友達がいたとしても、この場所は絶対に秘密にしておく。
なぜかって?
誰も利用していない。
そこが好きなのだから。
寂れ、人が寄りつかなくなって久しいせいか、この公園のどこにいても、どこに触れても、他人の【影】を感じることは一切ない。

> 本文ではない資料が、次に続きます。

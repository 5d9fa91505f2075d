use crate::adapters::http::truncate_body;
use crate::config::OcrSettings;
use crate::domain::model::{ExtractedText, UploadedImage};
use crate::domain::ports::TextExtractor;
use crate::utils::error::ExtractionError;
use async_trait::async_trait;
use reqwest::multipart::{Form, Part};
use reqwest::Client;
use serde::Deserialize;

/// OCR.space `parse/image` client.
pub struct OcrSpaceClient {
    client: Client,
    settings: OcrSettings,
}

#[derive(Debug, Deserialize)]
#[serde(rename_all = "PascalCase")]
struct OcrSpaceResponse {
    parsed_results: Option<Vec<OcrSpaceParsedResult>>,
    is_errored_on_processing: Option<serde_json::Value>,
    error_message: Option<serde_json::Value>,
}

#[derive(Debug, Deserialize)]
#[serde(rename_all = "PascalCase")]
struct OcrSpaceParsedResult {
    parsed_text: Option<String>,
}

impl OcrSpaceResponse {
    fn into_text(self) -> Result<ExtractedText, ExtractionError> {
        let provider_error = self.provider_error();
        match self.parsed_results.and_then(|results| results.into_iter().next()) {
            Some(first) => first
                .parsed_text
                .map(ExtractedText::new)
                .ok_or(ExtractionError::MissingText),
            None => Err(match provider_error {
                Some(message) => ExtractionError::Provider { message },
                None => ExtractionError::NoParsedResults,
            }),
        }
    }

    // ErrorMessage comes back either as a string or as a list of strings.
    fn provider_error(&self) -> Option<String> {
        let message = match &self.error_message {
            Some(serde_json::Value::String(s)) if !s.is_empty() => Some(s.clone()),
            Some(serde_json::Value::Array(items)) if !items.is_empty() => Some(
                items
                    .iter()
                    .map(|item| match item {
                        serde_json::Value::String(s) => s.clone(),
                        other => other.to_string(),
                    })
                    .collect::<Vec<_>>()
                    .join("; "),
            ),
            _ => None,
        };
        let errored = self
            .is_errored_on_processing
            .as_ref()
            .and_then(|v| v.as_bool())
            .unwrap_or(false);

        match message {
            Some(message) => Some(message),
            None if errored => Some("processing failed".to_string()),
            None => None,
        }
    }
}

impl OcrSpaceClient {
    pub fn new(client: Client, settings: OcrSettings) -> Self {
        Self { client, settings }
    }

    fn form(&self, image: &UploadedImage) -> Result<Form, ExtractionError> {
        let file = Part::bytes(image.bytes().to_vec())
            .file_name(image.filename().to_string())
            .mime_str(image.content_type())?;

        Ok(Form::new()
            .text("apikey", self.settings.api_key.expose().to_string())
            .text("language", self.settings.language.clone())
            .text("isOverlayRequired", "false")
            .part("file", file))
    }
}

#[async_trait]
impl TextExtractor for OcrSpaceClient {
    async fn extract_text(&self, image: &UploadedImage) -> Result<ExtractedText, ExtractionError> {
        tracing::debug!(
            "Sending {} ({} bytes, {}) to OCR endpoint {}",
            image.filename(),
            image.len(),
            image.content_type(),
            self.settings.endpoint
        );

        let response = self
            .client
            .post(&self.settings.endpoint)
            .multipart(self.form(image)?)
            .send()
            .await?;

        let status = response.status();
        tracing::debug!("OCR response status: {}", status);

        let body = response.text().await?;
        if !status.is_success() {
            return Err(ExtractionError::Status {
                status: status.as_u16(),
                body: truncate_body(&body),
            });
        }

        let parsed: OcrSpaceResponse = serde_json::from_str(&body)?;
        let text = parsed.into_text()?;
        tracing::debug!("OCR extracted {} characters", text.as_str().chars().count());
        Ok(text)
    }
}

ここは、ぼくがぼくであることを確信し、安心して過ごせる貴重な場所。
町という砂漠にあるオアシスとでもいおうか。
夜の散歩では必ずここへ立ち寄っていた。
富士山滑り台の上から足を投げ出して、ぼんやり町を見下ろしたり、
展望台から町を眺めながら、街灯の明かりを頼りに絵を描いたりもしていた。
でも、今日は公園の入口を見るだけにとどめよう。
実行に移そうとしている計画にためらいが生じる前に池に着く。
それが今の最優先事項だから。
そこからさらに丘を下っていくと、川のせせらぎが聞こえ始めた。
進めば進むほど、川の流れる音が大きくなってくる。
つれて鼓動も徐々に速まっていく。
鼓動に急かされるように早歩きでやってきたのは、道が二股に分かれた地点。
いつもならば、川沿いへと続く右を選ぶけど、今日は違う。
猫もそのことをわかっているのか、左の道でこちらを見つめたまま座っていた。
そうだ。
この左の道こそ、あの池へと続く道だ。
この道へ進むことは、小さい頃から両親に禁じられていた。
かなづちのぼくを心配して、池から遠ざけたかったんだろう。
今日は天使に会ったあの日以来、再び約束を破ることになる。
踏み入れた左の道は、舗装されておらず、歩くたびに靴底が砂利に削り取られていく。
街灯もなく、懐中電灯をかざしてもまだ暗い。
猫の姿も闇に溶け込んで見えにくくなってきた。
今朝見た夢の世界へ迷い込んだように、周りの音も次第に薄れてきたような……。
そのまま暗闇を突き進んでいくと、懐中電灯の照らす先がひらけてきた。
あたり一面が暗闇に支配され、音も闇に支配されて完全に消え失せた世界。
そんな闇の世界に、目的の池はあった。
陰鬱な雰囲気を纏った、低木やら雑草やらの観客たちが見守る池。
豆のような形をした池の中心に向かって、花道のように小さな桟橋が迫り出している。
けど、桟橋はずいぶんと老朽化し、所々に穴が開き、今にも崩れ落ちそうだ。
池の中に不法投棄されているゴミと一体化する未来が、今からでもありありと見て取れる。
きらり。
二つの玉が暗闇の中で光った。
懐中電灯を握る手に自然と力がこもり、池の周囲に向けていた光を、その玉へとぎこちなく向けた。
玉が浮かんでいたのは、桟橋の先端。
ここまで案内してくれた黒猫がちょこんと座り、こちらを見つめていた。
……ここから行け、ということか。
猫の待っている桟橋へ近づくほどに、不法投棄されたゴミから視線を感じる。
ゴミに残された所有者の念が、ゴミという体を得て、ぼくを取り込もうとしているような。
……大丈夫。
……大丈夫。
……ぼくはここにいる。
お経のように繰り返しながら桟橋の先端まで来るも、黒猫は手品のように消えていた。
あたりを照らしてもどこにも見当たらない。
黒猫は案内の役目を終えて、どこかへ帰ったのか。
それとも、最初からぼくの幻覚だったのか……。